I moved into their home, inspected the adjoining clinic, had dinner, and then retired early. At 10:30 p.m. the bedside telephone
rang. I bolted upright, heart pounding. My initiation into private practice had begun!
The female caller anxiously described incomprehensible signs in a Chihuahua. Now wide-awake, I suggested she bring in the
patient. Dressing hurriedly, I put on my crisp new white smock, carefully placing my stethoscope in one pocket where it could
be readily seen. Half an hour later I was examining an obese Chihuahua bitch, trying desperately to understand why, although
her temperature was normal, she would not eat, hid under her bed, growled at her two spinster owners, acted worried and neurotic,
whimpered incessantly, and kept licking an old sock.

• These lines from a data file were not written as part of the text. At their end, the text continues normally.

use ratatui::{
    layout::Rect,
    style::{Color, Modifier, Style},
    text::{Line, Span},
    widgets::Paragraph,
    Frame,
};

use crate::diff::DiffAlgorithm;
use crate::state::AppState;

use super::Component;

pub struct ContextBar;

/// "hunk 2/5", or a note when there is nothing to navigate.
pub fn hunk_label(state: &AppState) -> String {
    if state.model.is_identical() {
        return "identical".to_string();
    }
    match state.hunks.current_index() {
        Some(i) => format!("hunk {}/{}", i + 1, state.hunks.len()),
        None => "no changes".to_string(),
    }
}

impl Component for ContextBar {
    fn render(&self, frame: &mut Frame, area: Rect, state: &AppState) {
        let theme = &state.theme;
        let stats = state.model.stats;

        let mut spans = vec![
            Span::styled(" twindiff ", Style::default().fg(Color::Black).bg(theme.accent)),
            Span::raw("  "),
            Span::styled(
                state.left_title.as_str(),
                Style::default()
                    .fg(theme.diff_del_fg)
                    .add_modifier(Modifier::BOLD),
            ),
            Span::styled(" \u{2192} ", Style::default().fg(theme.text_muted)),
            Span::styled(
                state.right_title.as_str(),
                Style::default()
                    .fg(theme.diff_add_fg)
                    .add_modifier(Modifier::BOLD),
            ),
            Span::raw("  "),
            Span::styled(
                format!("+{}", stats.added),
                Style::default().fg(theme.diff_add_fg),
            ),
            Span::raw(" "),
            Span::styled(
                format!("-{}", stats.removed),
                Style::default().fg(theme.diff_del_fg),
            ),
            Span::raw("  "),
            Span::styled(
                format!("[{}]", hunk_label(state)),
                Style::default().fg(theme.secondary),
            ),
        ];

        if !state.grammar.is_empty() {
            spans.push(Span::raw(" "));
            spans.push(Span::styled(
                format!("[{}]", state.grammar),
                Style::default().fg(theme.text_muted),
            ));
        }
        if state.model.algorithm == DiffAlgorithm::Myers {
            spans.push(Span::raw(" "));
            spans.push(Span::styled(
                format!("[{}]", state.model.algorithm.label()),
                Style::default().fg(theme.warning),
            ));
        }

        let bar = Paragraph::new(Line::from(spans)).style(Style::default().bg(theme.surface));
        frame.render_widget(bar, area);
    }
}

"Does she have rabies?" asked one of the anxious owners.
For all I knew, the dog did have rabies. I examined and muttered and sweated and listened through the stethoscope for minutes
at a time, stalling for an inspiration. Periodically I walked with feigned calmness into the backroom where I frantically
flipped through the Merck Veterinary Manual, agonizing over what to do next. Wiping away the sweat on my brow, I would fix what I hoped was a relaxed and confident smile
on my face but which probably more resembled a tetanic grin and reenter the examination room with a penlight or some other
piece of useless equipment.
It was well past midnight. I had been futilely examining the little dog for over an hour. Finally, while I was palpating the
dog's belly for the 10th time, one of the owners chirped, "Oh, look! She has milk in her breasts. Some just squirted out."
At last, I knew the diagnosis: false pregnancy! I would later be able to make this diagnosis in a minute, even by telephone.

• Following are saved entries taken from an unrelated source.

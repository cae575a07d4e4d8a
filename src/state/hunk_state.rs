use crate::diff::{ChangeBlock, DiffModel, LineKind};
use crate::frame::{FrameScheduler, FrameTask};
use crate::sync::ScrollSynchronizer;

use super::pane_state::{PanePair, Side, LINE_HEIGHT};

/// Start indices (into `right_lines`) of every hunk, ascending and unique.
///
/// Added runs contribute their own start. Removed runs contribute the number
/// of right lines emitted before them, clamped to the last right line.
pub fn hunk_starts(model: &DiffModel) -> Vec<usize> {
    let mut starts = run_starts(model.right_lines.iter().map(|l| l.kind), LineKind::Added);

    let last_right = model.right_lines.len().saturating_sub(1);
    for left in run_starts(model.left_lines.iter().map(|l| l.kind), LineKind::Removed) {
        starts.push(right_index_before(model, left).min(last_right));
    }

    starts.sort_unstable();
    starts.dedup();
    starts
}

fn run_starts(kinds: impl Iterator<Item = LineKind>, wanted: LineKind) -> Vec<usize> {
    let mut starts = Vec::new();
    let mut in_run = false;
    for (i, kind) in kinds.enumerate() {
        let hit = kind == wanted;
        if hit && !in_run {
            starts.push(i);
        }
        in_run = hit;
    }
    starts
}

/// Right lines emitted before the left line `left`. A removal run always
/// follows an alignment point at its own left index.
fn right_index_before(model: &DiffModel, left: usize) -> usize {
    let idx = model.alignment.partition_point(|p| p.left_index <= left);
    idx.checked_sub(1)
        .and_then(|i| model.alignment.get(i))
        .map_or(0, |p| p.right_index)
}

/// The change block a hunk start belongs to.
pub fn block_for_hunk(model: &DiffModel, line: usize) -> Option<&ChangeBlock> {
    let last_right = model.right_lines.len().saturating_sub(1);
    model
        .blocks
        .iter()
        .find(|b| b.right_start.min(last_right) == line)
}

/// Modified-side text of the hunk starting at `line`, newline-joined. Empty
/// for pure removals.
pub fn hunk_text(model: &DiffModel, line: usize) -> Option<String> {
    let block = block_for_hunk(model, line)?;
    let end = (block.right_start + block.right_count).min(model.right_lines.len());
    let lines: Vec<&str> = model
        .right_lines
        .get(block.right_start..end)
        .unwrap_or_default()
        .iter()
        .map(|l| l.text.as_str())
        .collect();
    Some(lines.join("\n"))
}

#[derive(Debug, Default)]
pub struct HunkNavigator {
    hunks: Vec<usize>,
    current: Option<usize>,
}

impl HunkNavigator {
    pub fn new(model: &DiffModel) -> Self {
        let hunks = hunk_starts(model);
        let current = if hunks.is_empty() { None } else { Some(0) };
        Self { hunks, current }
    }

    pub fn hunks(&self) -> &[usize] {
        &self.hunks
    }

    pub fn len(&self) -> usize {
        self.hunks.len()
    }

    pub fn is_empty(&self) -> bool {
        self.hunks.is_empty()
    }

    pub fn current_index(&self) -> Option<usize> {
        self.current
    }

    /// Right-pane line of the current hunk.
    pub fn current_line(&self) -> Option<usize> {
        self.current.and_then(|i| self.hunks.get(i).copied())
    }

    pub fn next(&mut self) -> Option<usize> {
        if let Some(i) = self.current {
            self.current = Some((i + 1).min(self.hunks.len() - 1));
        }
        self.current
    }

    pub fn prev(&mut self) -> Option<usize> {
        if let Some(i) = self.current {
            self.current = Some(i.saturating_sub(1));
        }
        self.current
    }

    /// Make `index` current and scroll the modified pane to it. The resulting
    /// scroll event brings the original pane along through the synchronizer.
    pub fn go_to(
        &mut self,
        index: usize,
        panes: &mut PanePair,
        sync: &mut ScrollSynchronizer,
        frames: &mut FrameScheduler<FrameTask>,
    ) -> bool {
        let Some(&line) = self.hunks.get(index) else {
            return false;
        };
        self.current = Some(index);
        sync.reset(frames);
        panes.scroll_to(Side::Right, line as f64 * LINE_HEIGHT);
        tracing::debug!(index, line, "jumped to hunk");
        true
    }
}

#[cfg(test)]
mod tests {
    use super::*;
    use crate::diff::{compute_diff, DiffOptions};
    use crate::highlight::PlainHighlighter;

    fn model(a: &str, b: &str) -> DiffModel {
        compute_diff(a, b, "text", &PlainHighlighter, &DiffOptions::default())
    }

    fn pump(
        sync: &mut ScrollSynchronizer,
        panes: &mut PanePair,
        model: &DiffModel,
        frames: &mut FrameScheduler<FrameTask>,
    ) {
        while let Some(event) = panes.next_event() {
            sync.on_scroll(event.side, panes, &model.alignment, frames);
        }
    }

    #[test]
    fn test_added_tail_hunk() {
        let m = model("a\nb", "a\nb\nc");
        assert_eq!(hunk_starts(&m), vec![2]);
    }

    #[test]
    fn test_removed_run_maps_to_right_index() {
        let m = model("a\nb\nc\nd", "a\nd");
        assert_eq!(hunk_starts(&m), vec![1]);
    }

    #[test]
    fn test_removed_at_end_is_clamped() {
        let m = model("a\nb\nc", "a");
        assert_eq!(hunk_starts(&m), vec![0]);
        let m = model("a\nb", "");
        assert_eq!(hunk_starts(&m), vec![0]);
    }

    #[test]
    fn test_modified_block_counts_once() {
        let m = model("a\nb\nc", "a\nx\nc");
        assert_eq!(hunk_starts(&m), vec![1]);
    }

    #[test]
    fn test_no_hunks_for_identical() {
        let m = model("a\nb", "a\nb");
        let nav = HunkNavigator::new(&m);
        assert!(nav.is_empty());
        assert_eq!(nav.current_index(), None);
    }

    #[test]
    fn test_navigation_clamps() {
        let m = model("a\nb\nc\nd\ne", "a\nX\nc\nd\ne\nf");
        let mut nav = HunkNavigator::new(&m);
        assert_eq!(nav.hunks(), &[1, 5]);
        assert_eq!(nav.current_index(), Some(0));
        assert_eq!(nav.prev(), Some(0));
        assert_eq!(nav.next(), Some(1));
        assert_eq!(nav.next(), Some(1));
        assert_eq!(nav.current_line(), Some(5));
    }

    #[test]
    fn test_empty_navigator_stays_empty() {
        let mut nav = HunkNavigator::default();
        assert_eq!(nav.next(), None);
        assert_eq!(nav.prev(), None);
    }

    #[test]
    fn test_go_to_scrolls_right_and_drives_left() {
        let original: Vec<String> = (0..60).map(|i| format!("l{i}")).collect();
        let mut modified = original.clone();
        modified.splice(30..30, (0..10).map(|i| format!("new{i}")));
        let m = model(&original.join("\n"), &modified.join("\n"));

        let mut panes = PanePair::new();
        panes.set_geometry(Side::Left, (60.0, 10.0), (10.0, 10.0));
        panes.set_geometry(Side::Right, (70.0, 10.0), (10.0, 10.0));
        let mut sync = ScrollSynchronizer::new(LINE_HEIGHT);
        let mut frames = FrameScheduler::new();
        let mut nav = HunkNavigator::new(&m);
        assert_eq!(nav.hunks(), &[30]);

        assert!(nav.go_to(0, &mut panes, &mut sync, &mut frames));
        pump(&mut sync, &mut panes, &m, &mut frames);
        assert_eq!(panes.pane(Side::Right).scroll_top(), 30.0);
        assert_eq!(panes.pane(Side::Left).scroll_top(), 30.0);
        assert!(!nav.go_to(3, &mut panes, &mut sync, &mut frames));
    }

    #[test]
    fn test_go_to_overrides_stale_lock() {
        let m = model("a\nb\nc\nd\ne\nf\ng\nh", "a\nb\nc\nd\ne\nf\ng\nX");
        let mut panes = PanePair::new();
        panes.set_geometry(Side::Left, (8.0, 10.0), (2.0, 10.0));
        panes.set_geometry(Side::Right, (8.0, 10.0), (2.0, 10.0));
        let mut sync = ScrollSynchronizer::new(LINE_HEIGHT);
        let mut frames = FrameScheduler::new();

        // Left is mid-pass; the right pane would normally be treated as echo.
        panes.scroll_to(Side::Left, 1.0);
        pump(&mut sync, &mut panes, &m, &mut frames);

        let mut nav = HunkNavigator::new(&m);
        nav.go_to(0, &mut panes, &mut sync, &mut frames);
        pump(&mut sync, &mut panes, &m, &mut frames);
        assert_eq!(panes.pane(Side::Right).scroll_top(), 6.0);
        assert_eq!(panes.pane(Side::Left).scroll_top(), 6.0);
    }

    #[test]
    fn test_hunk_text() {
        let m = model("a\nb\nc", "a\nx\ny\nc");
        assert_eq!(hunk_text(&m, 1).as_deref(), Some("x\ny"));
        let m = model("a\nb\nc\nd", "a\nd");
        assert_eq!(hunk_text(&m, 1).as_deref(), Some(""));
        assert_eq!(hunk_text(&m, 0), None);
    }
}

"Well," I said, with an air of patient arrogance. "I think you'd probably like to know why Chiquita is behaving so oddly."
The next morning my first case was a litter of 3-day-old golden retrievers. All of them had large symmetric swellings under
their throats. "Did you just move from the Great Lakes?" I asked the owner.
"How did you know that?" the owner asked, amazed.
"Because this is congenital goiter," I explained. "It occurs only in certain iodine-deficient areas of the United States."